Si tratta di un’interpretazione ottimistica, wishful (autoappagante, potremmo dire nella lingua di Theresa May), oppure dell’inizio di una nuova fase nella costruzione dell’edificio europeo? Qualche indicazione in senso europeista era già venuta, per la verità, dall’esito delle elezioni svoltesi in Austria per la presidenza della Repubblica e in Olanda per il rinnovo del Parlamento, ma la rilevanza politica della consultazione svoltasi in Francia, che a differenza delle altre due è una repubblica presidenziale, dove la politica estera è nelle mani del presidente, è di gran lunga superiore, e dovrebbe aver inferto un colpo importante, se non decisivo, ai cosiddetti sovranisti, l’ala più estrema degli euroscettici, la forma aggiornata al XXI secolo del nazionalismo.

La personalità e la stessa biografia del trentanovenne presidente francese Macron, un ‘primo della classe’ determinato e anticonformista, con alle spalle studi di filosofia, economia e amministrazione, diplomato all’ENA, funzionario pubblico e poi manager privato di alto livello, fanno pensare che egli si sia formato ispirandosi agli esponenti dell’intelligentsia francese (termine nato proprio in Francia) più aperta all’Europa, da Montaigne a Voltaire e Montesquieu per arrivare a Schuman e a Delors.
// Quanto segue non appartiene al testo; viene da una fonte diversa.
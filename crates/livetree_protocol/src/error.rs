//! Rejection codes sent by the authority.

use thiserror::Error;

/// Why the authority rejected a request or revoked a listener.
#[derive(Error, Debug, Clone, PartialEq, Eq)]
pub enum ServerError {
    /// Security rules refused the operation.
    #[error("permission denied: {0}")]
    PermissionDenied(String),

    /// A conditional write was guarded by a stale value.
    #[error("data stale: value changed since it was read")]
    DataStale,

    /// The request was malformed.
    #[error("invalid request: {0}")]
    InvalidRequest(String),

    /// Any other failure on the authority side.
    #[error("internal error: {0}")]
    Internal(String),
}

impl ServerError {
    /// Creates a permission denied error.
    pub fn permission_denied(message: impl Into<String>) -> Self {
        Self::PermissionDenied(message.into())
    }
}
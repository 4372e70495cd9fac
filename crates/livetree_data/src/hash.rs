//! Content hashes of nodes.
//!
//! Conditional writes are guarded by the hash of the value the writer last
//! saw; two nodes hash equal exactly when their exports are equal.

use crate::json::node_export;
use crate::node::Node;
use sha2::{Digest, Sha256};

/// SHA-256 of a node's canonical export, priorities included.
pub fn node_hash(node: &Node) -> [u8; 32] {
    // serde_json objects are sorted maps, so the rendering is canonical.
    let rendered = node_export(node).to_string();
    let mut hasher = Sha256::new();
    hasher.update(rendered.as_bytes());
    hasher.finalize().into()
}

#[cfg(test)]
mod tests {
    use super::*;
    use crate::json::node_from_json;
    use crate::priority::Priority;
    use serde_json::json;

    #[test]
    fn equal_nodes_hash_equal() {
        let a = node_from_json(&json!({"x": 1, "y": [1, 2]})).unwrap();
        let b = node_from_json(&json!({"y": {"0": 1, "1": 2}, "x": 1})).unwrap();
        assert_eq!(node_hash(&a), node_hash(&b));
    }

    #[test]
    fn priority_changes_hash() {
        let a = Node::from(1);
        let b = Node::from(1).with_priority(Priority::Number(2.0));
        assert_ne!(node_hash(&a), node_hash(&b));
        assert_ne!(node_hash(&Node::Empty), node_hash(&a));
    }
}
Macron, come egli stesso riconosce nella sua autobiografia-manifesto politico intitolato Rivoluzione, pubblicato pochi mesi fa all’inizio della campagna che l’avrebbe condotto all’Eliseo (ora disponibile in italiano nell’edizione Corriere della Sera-La nave di Teseo), deve tutto alla scuola, agli studi compiuti, a quella tradizione culturale europea e transnazionale che trova in Erasmo da Rotterdam il suo antesignano: un profeta disarmato della tolleranza, del dialogo interculturale, del superamento delle barriere nazionali e nazionaliste, oggi sovraniste, al cui nome giustamente è stato intitolato il programma europeo Erasmus, acronimo di “European Region Action Scheme for the Mobility of University Students”.